Monday, September 30, 2013

NC's Voter ID Legislation prompts Justice Department Lawsuit

During the last presidential election, Philadelphia - in fact - changed it's laws to require potential voters to have a state mandated driver's license or I.D.  The central government allowed this change, however - only after the election had been held.

Now, due to it's leading role in conservative politik, North Carolina has been targeted by the regime - specifically the Justice Department - for attempting the sensible imposition of voter I.D. laws.  Much has been made on the left about the travesty of justice that is basically preventing voter fraud.  I would have to assume it is due to the sociological slant of this administration that the numbers on whom is less likely to vote should an I.D. card be required at the polls are proffered as discriminatory.

Farcical sophomoric idealism has no place in the unequivocally legitimate use of state mandated identification cards for verification that voter's rights aren't being quashed.  Let's break this line of tyrannical logic down:

1) NC (according to the NY TIMES) is a stain on all intellectual people's civilized discourse.
2) NC is discriminatory, intrinsically.
3) Studies show that poor blacks and ethnics are hindered by voter I.D. laws.
4) NC is rascist by enacting these laws.
5) Action must be taken by big gov'ment to stop these, apparently, liable actions of a sovereign state.




































It's like my young, pretty, liberal Sociology went from dissertation to the wheel of Big Gov'ment.  From sociology textbook to application in government.  They can't be serious.









I will make this short, as obviously I'm peeved in a way at the moment.

The objective fact of voter's rights follows:







1) Civilians have the right to elect representatives in government.
2) This election process must be a legitimately lawful practice.
3) Voter I.D. laws such as those in Philadelphia and NC prevent voter fraud.
4) The fact that the poor are less likely to vote under these laws is, irrevocably and absolutely, an effect of keeping the law in order rather than a cause of the intentionality of the legislation.
5) i.e. Philadelphia's laws.
6) The tampering in the affairs of these sovereign state's attempts to enact reform at the polls indicates a far more problematic intent.  An intent to intimidate and manipulate state's into being more prone to election fraud.

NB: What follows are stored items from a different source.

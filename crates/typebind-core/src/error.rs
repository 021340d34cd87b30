//! Error types for type lookup and wrapper generation.
//!
//! ## Error Hierarchy
//!
//! ```text
//! BindError (top-level wrapper)
//! ├── ParseError        - Malformed type string
//! ├── LookupError       - No handler after direct and transformed attempts
//! └── CodegenError      - A handler cannot emit code for this wrapper
//!
//! RegistrationError     - Reported by the registry builder, never at lookup
//! ```
//!
//! None of these are retried: type matching is deterministic, so the caller
//! decides whether a failed binding skips one declaration or aborts the run.

use thiserror::Error;

use crate::{Direction, Role};

// ============================================================================
// Parse Errors
// ============================================================================

/// Categories of type string parse errors.
#[derive(Debug, Clone, Copy, PartialEq, Eq, Hash)]
pub enum ParseErrorKind {
    /// An identifier was expected.
    ExpectedIdentifier,
    /// A character outside the type grammar.
    UnexpectedChar,
    /// A token that cannot appear at this position.
    UnexpectedToken,
    /// Input ended before the type was complete.
    UnexpectedEof,
    /// `<` without a matching `>`, or a stray `>`.
    UnbalancedTemplate,
    /// A template argument that is itself a template.
    NestedTemplate,
    /// More than one template argument.
    MultipleTemplateArgs,
    /// A qualifier token the grammar does not recognize, or one in the wrong place.
    InvalidQualifier,
}

impl ParseErrorKind {
    /// Returns a human-readable name for this error kind.
    pub fn as_str(&self) -> &'static str {
        match self {
            ParseErrorKind::ExpectedIdentifier => "expected identifier",
            ParseErrorKind::UnexpectedChar => "unexpected character",
            ParseErrorKind::UnexpectedToken => "unexpected token",
            ParseErrorKind::UnexpectedEof => "unexpected end of input",
            ParseErrorKind::UnbalancedTemplate => "unbalanced template brackets",
            ParseErrorKind::NestedTemplate => "nested template argument",
            ParseErrorKind::MultipleTemplateArgs => "multiple template arguments",
            ParseErrorKind::InvalidQualifier => "invalid qualifier",
        }
    }
}

impl std::fmt::Display for ParseErrorKind {
    fn fmt(&self, f: &mut std::fmt::Formatter<'_>) -> std::fmt::Result {
        write!(f, "{}", self.as_str())
    }
}

/// A type string parse error with its location.
#[derive(Debug, Clone, PartialEq, Eq, Error)]
#[error("{kind} at column {column}: {message}")]
pub struct ParseError {
    /// The category of this error.
    pub kind: ParseErrorKind,
    /// Column in the type string (1-indexed).
    pub column: u32,
    /// A detailed error message.
    pub message: String,
}

impl ParseError {
    /// Create a new parse error.
    pub fn new(kind: ParseErrorKind, column: u32, message: impl Into<String>) -> Self {
        Self {
            kind,
            column,
            message: message.into(),
        }
    }

    /// Create an "expected identifier" error.
    pub fn expected_identifier(column: u32, found: &str) -> Self {
        Self::new(
            ParseErrorKind::ExpectedIdentifier,
            column,
            format!("expected identifier, found {found}"),
        )
    }

    /// Create an "unexpected character" error.
    pub fn unexpected_char(column: u32, ch: char) -> Self {
        Self::new(
            ParseErrorKind::UnexpectedChar,
            column,
            format!("'{ch}' is not part of the type grammar"),
        )
    }

    /// Create an "unexpected token" error.
    pub fn unexpected_token(column: u32, token: &str) -> Self {
        Self::new(
            ParseErrorKind::UnexpectedToken,
            column,
            format!("unexpected token: {token}"),
        )
    }

    /// Create an "unexpected end of input" error.
    pub fn unexpected_eof(column: u32) -> Self {
        Self::new(
            ParseErrorKind::UnexpectedEof,
            column,
            "type string ended early",
        )
    }

    /// Create an "invalid qualifier" error.
    pub fn invalid_qualifier(column: u32, detail: impl Into<String>) -> Self {
        Self::new(ParseErrorKind::InvalidQualifier, column, detail)
    }
}

// ============================================================================
// Lookup Errors
// ============================================================================

/// No handler accepts a type, even after transformation.
#[derive(Debug, Clone, PartialEq, Eq, Error)]
#[error(
    "no {role} handler for '{ctype}' (direction {direction}){}",
    describe_attempted(.attempted)
)]
pub struct LookupError {
    /// The type string as the caller wrote it.
    pub ctype: String,
    /// The requested direction.
    pub direction: Direction,
    /// The requested role.
    pub role: Role,
    /// Names of the transformations consulted, in order.
    pub attempted: Vec<String>,
}

impl LookupError {
    pub fn new(ctype: impl Into<String>, direction: Direction, role: Role) -> Self {
        Self {
            ctype: ctype.into(),
            direction,
            role,
            attempted: Vec::new(),
        }
    }

    pub fn with_attempted(mut self, attempted: Vec<String>) -> Self {
        self.attempted = attempted;
        self
    }
}

fn describe_attempted(attempted: &[String]) -> String {
    if attempted.is_empty() {
        String::new()
    } else {
        format!("; transformations tried: {}", attempted.join(", "))
    }
}

// ============================================================================
// Registration Errors
// ============================================================================

/// Errors reported while building a type registry.
#[derive(Debug, Clone, PartialEq, Eq, Error)]
pub enum RegistrationError {
    /// A literal handler pattern is not a valid type string.
    #[error("invalid handler pattern '{pattern}': {source}")]
    InvalidPattern {
        pattern: String,
        #[source]
        source: ParseError,
    },

    /// A literal pattern shadows an earlier registration.
    #[error("'{pattern}' is already handled by {existing} for the same {role} directions")]
    AmbiguousRegistration {
        /// Canonical pattern text.
        pattern: String,
        /// The handler registered first.
        existing: String,
        /// The role both registrations share.
        role: Role,
    },

    /// A handler was registered without any supported direction.
    #[error("handler '{handler}' supports no directions")]
    EmptyDirections { handler: String },

    /// A typedef alias resolves to another alias.
    #[error("alias '{alias}' targets '{target}', which is itself an alias")]
    AliasChain { alias: String, target: String },

    /// A transformation's own configuration is unusable.
    #[error("transformation '{name}' is misconfigured: {reason}")]
    InvalidTransformation { name: String, reason: String },
}

// ============================================================================
// Codegen Errors
// ============================================================================

/// A matched handler cannot emit code for the requested wrapper.
#[derive(Debug, Clone, PartialEq, Eq, Error)]
pub enum CodegenError {
    /// The handler was instantiated with a direction it cannot emit.
    #[error("'{ctype}' does not support direction {direction}")]
    UnsupportedDirection { ctype: String, direction: Direction },

    /// The handler has no conversion for this kind of wrapper.
    #[error("'{ctype}' cannot be used in a {wrapper} wrapper")]
    UnsupportedWrapper {
        ctype: String,
        wrapper: &'static str,
    },
}

// ============================================================================
// Unified Error
// ============================================================================

/// Top-level error for a single binding.
#[derive(Debug, Clone, PartialEq, Eq, Error)]
pub enum BindError {
    #[error(transparent)]
    Parse(#[from] ParseError),

    #[error(transparent)]
    Lookup(#[from] LookupError),

    #[error(transparent)]
    Codegen(#[from] CodegenError),
}

impl BindError {
    /// Whether this is a lookup failure (as opposed to a malformed type).
    pub fn is_lookup(&self) -> bool {
        matches!(self, BindError::Lookup(_))
    }

    /// Whether this is a parse failure.
    pub fn is_parse(&self) -> bool {
        matches!(self, BindError::Parse(_))
    }
}

#[cfg(test)]
mod tests {
    use super::*;

    #[test]
    fn parse_error_display() {
        let err = ParseError::unexpected_char(4, '$');
        assert_eq!(
            err.to_string(),
            "unexpected character at column 4: '$' is not part of the type grammar"
        );
    }

    #[test]
    fn lookup_error_lists_transformations() {
        let err = LookupError::new("Ptr<Foo>", Direction::In, Role::Parameter)
            .with_attempted(vec!["typedef-aliases".into(), "smart-pointer(Ptr)".into()]);
        assert_eq!(
            err.to_string(),
            "no parameter handler for 'Ptr<Foo>' (direction in); \
             transformations tried: typedef-aliases, smart-pointer(Ptr)"
        );
    }

    #[test]
    fn lookup_error_without_transformations() {
        let err = LookupError::new("Foo", Direction::Out, Role::ReturnValue);
        assert_eq!(
            err.to_string(),
            "no return value handler for 'Foo' (direction out)"
        );
    }

    #[test]
    fn bind_error_from_conversions() {
        let err: BindError = LookupError::new("x", Direction::In, Role::Parameter).into();
        assert!(err.is_lookup());

        let err: BindError = ParseError::unexpected_eof(1).into();
        assert!(err.is_parse());
    }
}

The constitution clearly limits the powers of the Federal Government.

This act by the Administration's Justice Department are, as such, unconstitutional.

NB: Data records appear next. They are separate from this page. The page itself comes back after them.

//! Numeric and character handlers.

use typebind_core::{CodegenError, Direction, ForwardWrapper, ReverseWrapper};
use typebind_registry::{Handler, TypeHandler};

/// Scalar passed by value.
///
/// Accepts a default value, which makes the script argument optional.
#[derive(Debug, Clone, Copy, PartialEq, Eq)]
pub struct ScalarParam {
    atom: &'static str,
}

impl ScalarParam {
    pub const fn new(atom: &'static str) -> Self {
        Self { atom }
    }

    pub fn atom(&self) -> &'static str {
        self.atom
    }
}

impl TypeHandler for ScalarParam {
    fn name(&self) -> &str {
        "ScalarParam"
    }

    fn emit_forward(
        &self,
        handler: &Handler,
        wrapper: &mut ForwardWrapper,
    ) -> Result<(), CodegenError> {
        if handler.direction() != Direction::In {
            return Err(handler.unsupported_direction());
        }

        let name = wrapper.declarations.declare_variable(
            handler.ctype(),
            handler.name(),
            handler.default_value(),
        );
        let args = [format!("&{name}")];
        let keyword = Some(handler.name());
        let params = &mut wrapper.parse_params;
        if handler.default_value().is_some() {
            params.add_optional_parameter(self.atom, args, keyword);
        } else {
            params.add_parameter(self.atom, args, keyword);
        }

        let value =
            handler.transformed_value(&mut wrapper.declarations, &mut wrapper.before_call, &name);
        wrapper.call_params.push(value);
        Ok(())
    }

    fn emit_reverse(
        &self,
        handler: &Handler,
        wrapper: &mut ReverseWrapper,
    ) -> Result<(), CodegenError> {
        if handler.direction() != Direction::In {
            return Err(handler.unsupported_direction());
        }

        let value = handler.untransformed_value(
            &mut wrapper.declarations,
            &mut wrapper.before_call,
            handler.name(),
        );
        wrapper.build_params.add_parameter(self.atom, [value], None);
        Ok(())
    }
}

/// Scalar passed through `T *` or `T &`, in any direction.
///
/// Inputs are parsed into a local, outputs are built from it after the
/// call, and the native function receives the local's address (or the
/// local itself, for references).
#[derive(Debug, Clone, Copy, PartialEq, Eq)]
pub struct ScalarPtrParam {
    atom: &'static str,
}

impl ScalarPtrParam {
    pub const fn new(atom: &'static str) -> Self {
        Self { atom }
    }
}

impl TypeHandler for ScalarPtrParam {
    fn name(&self) -> &str {
        "ScalarPtrParam"
    }

    fn emit_forward(
        &self,
        handler: &Handler,
        wrapper: &mut ForwardWrapper,
    ) -> Result<(), CodegenError> {
        let descriptor = handler.descriptor();
        let direction = handler.direction();

        let name = wrapper.declarations.declare_variable(
            descriptor.unqualified().to_string(),
            handler.name(),
            handler.default_value(),
        );
        if direction.is_input() {
            let args = [format!("&{name}")];
            let keyword = Some(handler.name());
            let params = &mut wrapper.parse_params;
            if handler.default_value().is_some() {
                params.add_optional_parameter(self.atom, args, keyword);
            } else {
                params.add_parameter(self.atom, args, keyword);
            }
        }
        if direction.is_output() {
            wrapper
                .build_params
                .add_parameter(self.atom, [name.as_str()], None);
        }

        let arg = if descriptor.is_reference() {
            name
        } else {
            format!("&{name}")
        };
        let arg =
            handler.transformed_value(&mut wrapper.declarations, &mut wrapper.before_call, &arg);
        wrapper.call_params.push(arg);
        Ok(())
    }

    fn emit_reverse(
        &self,
        handler: &Handler,
        wrapper: &mut ReverseWrapper,
    ) -> Result<(), CodegenError> {
        let direction = handler.direction();
        let native = handler.untransformed_value(
            &mut wrapper.declarations,
            &mut wrapper.before_call,
            handler.name(),
        );

        let (value, address) = if handler.descriptor().is_reference() {
            (native.clone(), format!("&{native}"))
        } else {
            (format!("*{native}"), native)
        };
        if direction.is_input() {
            wrapper.build_params.add_parameter(self.atom, [value], None);
        }
        if direction.is_output() {
            wrapper
                .parse_params
                .add_parameter(self.atom, [address], None);
        }
        Ok(())
    }
}

/// Scalar return value.
#[derive(Debug, Clone, Copy, PartialEq, Eq)]
pub struct ScalarReturn {
    atom: &'static str,
}

impl ScalarReturn {
    pub const fn new(atom: &'static str) -> Self {
        Self { atom }
    }
}

impl TypeHandler for ScalarReturn {
    fn name(&self) -> &str {
        "ScalarReturn"
    }

    fn emit_forward(
        &self,
        handler: &Handler,
        wrapper: &mut ForwardWrapper,
    ) -> Result<(), CodegenError> {
        if !handler.direction().is_output() {
            return Err(handler.unsupported_direction());
        }

        let name = wrapper.settings().retval_name().to_string();
        let retval = wrapper
            .declarations
            .declare_variable(handler.storage_ctype(), &name, None);
        wrapper.set_return_value(retval.as_str());

        let value = handler.untransformed_value(
            &mut wrapper.declarations,
            &mut wrapper.after_call,
            &retval,
        );
        wrapper.build_params.prepend_parameter(self.atom, [value]);
        Ok(())
    }

    fn emit_reverse(
        &self,
        handler: &Handler,
        wrapper: &mut ReverseWrapper,
    ) -> Result<(), CodegenError> {
        if !handler.direction().is_output() {
            return Err(handler.unsupported_direction());
        }

        let retval_name = wrapper.settings().retval_name().to_string();
        let retval = wrapper
            .declarations
            .declare_variable(handler.ctype(), &retval_name, None);
        wrapper
            .parse_params
            .prepend_parameter(self.atom, [format!("&{retval}")]);

        let value =
            handler.transformed_value(&mut wrapper.declarations, &mut wrapper.after_call, &retval);
        wrapper.set_return_value(value);
        Ok(())
    }
}

#[cfg(test)]
mod tests {
    use super::*;
    use typebind_core::EmitCode;
    use typebind_registry::{HandlerSpec, TypeRegistry};

    use crate::default_registry;

    fn registry() -> TypeRegistry {
        default_registry().build().unwrap()
    }

    #[test]
    fn forward_by_value() {
        let registry = registry();
        let x = registry.param("int", "x", Direction::In).unwrap();
        let void = registry.return_value("void").unwrap();

        let mut wrapper = ForwardWrapper::default();
        wrapper.generate(&void, &[x]).unwrap();

        let decl = wrapper.declarations.get("x").unwrap();
        assert_eq!(decl.ctype, "int");
        assert_eq!(wrapper.parse_params.format(), "i");
        assert_eq!(wrapper.parse_params.args().collect::<Vec<_>>(), ["&x"]);
        assert_eq!(wrapper.call_params, ["x"]);
        assert_eq!(wrapper.keywords(), ["x"]);
    }

    #[test]
    fn default_value_makes_argument_optional() {
        let registry = registry();
        let a = registry.param("int", "a", Direction::In).unwrap();
        let b = registry
            .lookup(
                typebind_core::Role::Parameter,
                HandlerSpec::parameter("double", "b", Direction::In).with_default_value("1.5"),
            )
            .unwrap();
        let void = registry.return_value("void").unwrap();

        let mut wrapper = ForwardWrapper::default();
        wrapper.generate(&void, &[a, b]).unwrap();

        assert_eq!(wrapper.parse_params.format(), "i|d");
        let decl = wrapper.declarations.get("b").unwrap();
        assert_eq!(decl.initializer.as_deref(), Some("1.5"));
    }

    #[test]
    fn out_pointer_is_built_after_the_call() {
        let registry = registry();
        let count = registry.param("int*", "count", Direction::Out).unwrap();
        let void = registry.return_value("void").unwrap();

        let mut wrapper = ForwardWrapper::default();
        wrapper.generate(&void, &[count]).unwrap();

        assert_eq!(wrapper.declarations.get("count").unwrap().ctype, "int");
        assert!(wrapper.parse_params.is_empty());
        assert_eq!(wrapper.build_params.format(), "i");
        assert_eq!(wrapper.build_params.args().collect::<Vec<_>>(), ["count"]);
        assert_eq!(wrapper.call_params, ["&count"]);
    }

    #[test]
    fn inout_reference() {
        let registry = registry();
        let value = registry
            .param("double &", "value", Direction::InOut)
            .unwrap();
        let void = registry.return_value("void").unwrap();

        let mut wrapper = ForwardWrapper::default();
        wrapper.generate(&void, &[value]).unwrap();

        assert_eq!(wrapper.parse_params.args().collect::<Vec<_>>(), ["&value"]);
        assert_eq!(wrapper.build_params.args().collect::<Vec<_>>(), ["value"]);
        assert_eq!(wrapper.call_params, ["value"]);
    }

    #[test]
    fn inout_default_value_makes_argument_optional() {
        let registry = registry();
        let n = registry.param("int", "n", Direction::In).unwrap();
        let value = registry
            .lookup(
                typebind_core::Role::Parameter,
                HandlerSpec::parameter("double &", "value", Direction::InOut)
                    .with_default_value("0.0"),
            )
            .unwrap();
        let void = registry.return_value("void").unwrap();

        let mut wrapper = ForwardWrapper::default();
        wrapper.generate(&void, &[n, value]).unwrap();

        assert_eq!(wrapper.parse_params.format(), "i|d");
        let decl = wrapper.declarations.get("value").unwrap();
        assert_eq!(decl.initializer.as_deref(), Some("0.0"));
        assert_eq!(wrapper.build_params.format(), "d");
    }

    #[test]
    fn return_value_leads_the_result_tuple() {
        let registry = registry();
        let count = registry.param("int *", "count", Direction::Out).unwrap();
        let retval = registry.return_value("double").unwrap();

        let mut wrapper = ForwardWrapper::default();
        wrapper.generate(&retval, &[count]).unwrap();

        assert_eq!(wrapper.return_value(), Some("retval"));
        assert_eq!(wrapper.build_params.format(), "di");
        assert_eq!(
            wrapper.build_params.args().collect::<Vec<_>>(),
            ["retval", "count"]
        );
    }

    #[test]
    fn reverse_wrapper_parses_outputs() {
        let registry = registry();
        let x = registry.param("const int", "x", Direction::In).unwrap();
        let out = registry.param("float *", "out", Direction::Out).unwrap();
        let retval = registry.return_value("long").unwrap();

        let mut wrapper = ReverseWrapper::default();
        wrapper.generate(&retval, &[x, out]).unwrap();

        assert_eq!(wrapper.build_params.format(), "i");
        assert_eq!(wrapper.build_params.args().collect::<Vec<_>>(), ["x"]);
        assert_eq!(wrapper.parse_params.format(), "Lf");
        assert_eq!(
            wrapper.parse_params.args().collect::<Vec<_>>(),
            ["&retval", "out"]
        );
        assert_eq!(wrapper.return_value(), Some("retval"));
    }

    #[test]
    fn by_value_rejects_output_direction() {
        let registry = registry();
        let mut builder = TypeRegistry::builder();
        builder.register_handler(
            &["int"],
            typebind_core::Directions::all(),
            typebind_core::Role::Parameter,
            ScalarParam::new("i"),
        );
        let permissive = builder.build().unwrap();
        let handler = permissive.param("int", "x", Direction::Out).unwrap();

        let mut wrapper = ForwardWrapper::default();
        let err = handler.emit_forward(&mut wrapper).unwrap_err();
        assert!(matches!(err, CodegenError::UnsupportedDirection { .. }));

        // The built-in catalog never hands out that combination.
        assert!(registry.param("int", "x", Direction::Out).is_err());
    }
}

Wrapping up, here is a quote from serious *snigger* constitutional scholar, Barack Obama:


"What the framework of our Constitution can do is organize the way by which we argue about our future.  All of it's elaborate machinery - its separation of powers and checks and balances and federalist principles and Bill of Rights - are designed to force us into a conversation, a deliberative democracy in which all citizens are required to engage in a process of test their idea's against an external reality, persuading others of their point, building shifting alliances of consent.  Because power is so diffuse, the process of making law in America compels us to entertain the possibility that we are not always right... it challenges us to examine our motives and our interests constantly, and suggests that both our individual and collective judgements are at once legitimate and highly fallible."


- Barack Hussein Obama

I digress.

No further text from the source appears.